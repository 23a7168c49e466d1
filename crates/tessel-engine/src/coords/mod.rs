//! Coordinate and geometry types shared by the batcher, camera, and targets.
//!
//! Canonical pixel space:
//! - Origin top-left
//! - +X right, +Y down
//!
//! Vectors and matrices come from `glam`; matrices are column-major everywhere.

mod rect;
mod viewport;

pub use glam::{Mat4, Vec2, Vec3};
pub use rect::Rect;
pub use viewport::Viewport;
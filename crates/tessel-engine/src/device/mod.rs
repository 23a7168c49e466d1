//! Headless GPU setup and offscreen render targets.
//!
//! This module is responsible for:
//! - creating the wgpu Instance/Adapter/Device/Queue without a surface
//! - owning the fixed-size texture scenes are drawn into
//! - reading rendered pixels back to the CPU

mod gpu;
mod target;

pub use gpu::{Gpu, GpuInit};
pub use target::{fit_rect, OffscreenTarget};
==
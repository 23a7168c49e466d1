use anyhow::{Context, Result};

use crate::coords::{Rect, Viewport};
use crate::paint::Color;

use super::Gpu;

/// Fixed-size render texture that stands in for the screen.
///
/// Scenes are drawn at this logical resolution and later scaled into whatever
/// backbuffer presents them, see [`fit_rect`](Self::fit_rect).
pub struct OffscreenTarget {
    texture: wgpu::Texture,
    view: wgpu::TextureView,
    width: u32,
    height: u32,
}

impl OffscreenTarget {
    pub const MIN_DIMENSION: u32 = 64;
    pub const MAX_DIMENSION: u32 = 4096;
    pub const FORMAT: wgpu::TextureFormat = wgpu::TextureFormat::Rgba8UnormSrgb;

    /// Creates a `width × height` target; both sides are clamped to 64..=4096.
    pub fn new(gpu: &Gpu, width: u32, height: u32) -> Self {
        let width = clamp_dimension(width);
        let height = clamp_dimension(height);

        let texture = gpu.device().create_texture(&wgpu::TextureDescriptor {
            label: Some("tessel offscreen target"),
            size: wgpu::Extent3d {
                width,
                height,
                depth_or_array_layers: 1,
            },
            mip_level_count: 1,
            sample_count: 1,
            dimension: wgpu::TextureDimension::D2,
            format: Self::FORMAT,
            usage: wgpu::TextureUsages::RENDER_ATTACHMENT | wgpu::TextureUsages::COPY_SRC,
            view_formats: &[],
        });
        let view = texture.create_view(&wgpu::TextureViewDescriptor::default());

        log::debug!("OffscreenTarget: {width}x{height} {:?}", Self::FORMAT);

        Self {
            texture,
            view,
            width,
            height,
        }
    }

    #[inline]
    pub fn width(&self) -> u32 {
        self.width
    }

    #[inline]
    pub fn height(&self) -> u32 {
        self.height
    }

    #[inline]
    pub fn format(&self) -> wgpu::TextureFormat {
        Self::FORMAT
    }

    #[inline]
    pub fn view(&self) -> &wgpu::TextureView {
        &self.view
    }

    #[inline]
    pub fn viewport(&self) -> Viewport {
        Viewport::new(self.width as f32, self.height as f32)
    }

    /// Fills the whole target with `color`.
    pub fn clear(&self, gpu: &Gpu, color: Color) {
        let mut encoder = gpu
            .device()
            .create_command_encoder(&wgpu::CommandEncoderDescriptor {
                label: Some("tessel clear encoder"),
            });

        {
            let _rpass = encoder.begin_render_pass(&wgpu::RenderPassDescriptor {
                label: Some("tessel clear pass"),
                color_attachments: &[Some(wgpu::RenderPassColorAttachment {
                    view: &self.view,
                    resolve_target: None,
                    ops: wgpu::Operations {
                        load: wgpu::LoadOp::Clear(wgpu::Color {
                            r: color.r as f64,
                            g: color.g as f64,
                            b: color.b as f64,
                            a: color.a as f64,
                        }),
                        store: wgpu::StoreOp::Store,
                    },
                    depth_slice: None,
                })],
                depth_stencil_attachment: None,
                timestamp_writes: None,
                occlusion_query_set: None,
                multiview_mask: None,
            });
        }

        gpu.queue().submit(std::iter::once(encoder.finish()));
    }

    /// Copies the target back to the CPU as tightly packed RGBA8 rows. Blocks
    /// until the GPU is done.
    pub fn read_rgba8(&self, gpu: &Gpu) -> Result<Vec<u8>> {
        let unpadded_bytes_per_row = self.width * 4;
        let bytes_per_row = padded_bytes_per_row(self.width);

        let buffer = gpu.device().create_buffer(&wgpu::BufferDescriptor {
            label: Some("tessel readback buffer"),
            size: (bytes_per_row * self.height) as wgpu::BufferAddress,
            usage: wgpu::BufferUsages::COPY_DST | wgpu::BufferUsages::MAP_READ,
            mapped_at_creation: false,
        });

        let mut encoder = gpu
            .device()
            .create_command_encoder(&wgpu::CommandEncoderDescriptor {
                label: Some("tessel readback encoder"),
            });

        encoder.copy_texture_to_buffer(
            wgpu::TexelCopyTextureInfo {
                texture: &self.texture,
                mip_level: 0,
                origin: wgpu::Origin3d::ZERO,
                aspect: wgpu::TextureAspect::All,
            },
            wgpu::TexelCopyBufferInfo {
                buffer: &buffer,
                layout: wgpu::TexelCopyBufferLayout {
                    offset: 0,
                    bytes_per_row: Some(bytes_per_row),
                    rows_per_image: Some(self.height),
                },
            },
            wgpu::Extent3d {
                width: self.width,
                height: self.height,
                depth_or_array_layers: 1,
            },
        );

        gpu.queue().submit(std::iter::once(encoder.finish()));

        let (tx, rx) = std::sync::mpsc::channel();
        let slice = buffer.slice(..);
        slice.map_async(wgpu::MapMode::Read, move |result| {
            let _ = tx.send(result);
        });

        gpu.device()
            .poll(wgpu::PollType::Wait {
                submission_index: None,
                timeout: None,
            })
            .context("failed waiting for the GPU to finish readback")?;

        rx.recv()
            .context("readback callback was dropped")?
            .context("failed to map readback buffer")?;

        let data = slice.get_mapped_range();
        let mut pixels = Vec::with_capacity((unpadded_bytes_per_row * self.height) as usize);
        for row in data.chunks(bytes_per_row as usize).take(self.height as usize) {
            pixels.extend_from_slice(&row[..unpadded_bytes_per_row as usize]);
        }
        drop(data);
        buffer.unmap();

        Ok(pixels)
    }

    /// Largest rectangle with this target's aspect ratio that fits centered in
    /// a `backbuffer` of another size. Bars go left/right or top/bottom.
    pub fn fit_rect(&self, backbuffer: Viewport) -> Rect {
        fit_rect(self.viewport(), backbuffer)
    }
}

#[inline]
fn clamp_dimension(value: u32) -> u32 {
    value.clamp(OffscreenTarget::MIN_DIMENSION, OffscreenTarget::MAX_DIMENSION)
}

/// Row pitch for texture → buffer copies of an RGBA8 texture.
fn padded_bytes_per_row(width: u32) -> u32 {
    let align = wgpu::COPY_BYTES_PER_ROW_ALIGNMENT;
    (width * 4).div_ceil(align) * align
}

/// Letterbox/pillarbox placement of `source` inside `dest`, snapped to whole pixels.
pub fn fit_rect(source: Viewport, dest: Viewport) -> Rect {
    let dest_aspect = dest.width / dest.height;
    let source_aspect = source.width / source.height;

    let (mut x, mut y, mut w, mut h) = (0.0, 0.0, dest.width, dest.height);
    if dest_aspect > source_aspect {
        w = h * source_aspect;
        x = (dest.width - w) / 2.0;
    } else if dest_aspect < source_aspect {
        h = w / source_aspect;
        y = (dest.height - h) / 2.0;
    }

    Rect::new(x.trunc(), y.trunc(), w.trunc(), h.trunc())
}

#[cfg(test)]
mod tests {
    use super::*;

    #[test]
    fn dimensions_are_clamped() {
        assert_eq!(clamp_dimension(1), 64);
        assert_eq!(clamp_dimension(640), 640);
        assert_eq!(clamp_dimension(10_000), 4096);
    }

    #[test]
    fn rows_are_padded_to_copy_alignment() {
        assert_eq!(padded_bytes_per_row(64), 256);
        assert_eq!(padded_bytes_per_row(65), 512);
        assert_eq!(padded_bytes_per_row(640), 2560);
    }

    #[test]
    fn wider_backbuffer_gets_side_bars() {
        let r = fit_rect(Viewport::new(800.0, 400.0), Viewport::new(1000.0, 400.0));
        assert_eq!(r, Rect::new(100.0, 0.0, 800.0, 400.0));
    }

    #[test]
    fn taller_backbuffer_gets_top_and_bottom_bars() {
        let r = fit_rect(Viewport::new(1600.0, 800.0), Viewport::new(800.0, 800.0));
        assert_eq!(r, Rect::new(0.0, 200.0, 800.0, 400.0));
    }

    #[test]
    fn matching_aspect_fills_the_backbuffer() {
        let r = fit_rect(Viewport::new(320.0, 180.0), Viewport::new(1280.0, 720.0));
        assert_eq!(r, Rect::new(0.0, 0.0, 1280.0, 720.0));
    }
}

## WHAT THIS TASK INVOLVES
An exact copy of the lines above between the line holding "filename crates/tessel-engine/src/coords/mod.rs" and the line holding "filename crates/tessel-engine/src/device/mod.rs", inclusive, is the whole answer.

## SOLUTION FOR THIS TASK
filename crates/tessel-engine/src/coords/mod.rs
//! Coordinate and geometry types shared by the batcher, camera, and targets.
//!
//! Canonical pixel space:
//! - Origin top-left
//! - +X right, +Y down
//!
//! Vectors and matrices come from `glam`; matrices are column-major everywhere.

mod rect;
mod viewport;

pub use glam::{Mat4, Vec2, Vec3};
pub use rect::Rect;
pub use viewport::Viewport;
filename crates/tessel-engine/src/device/mod.rs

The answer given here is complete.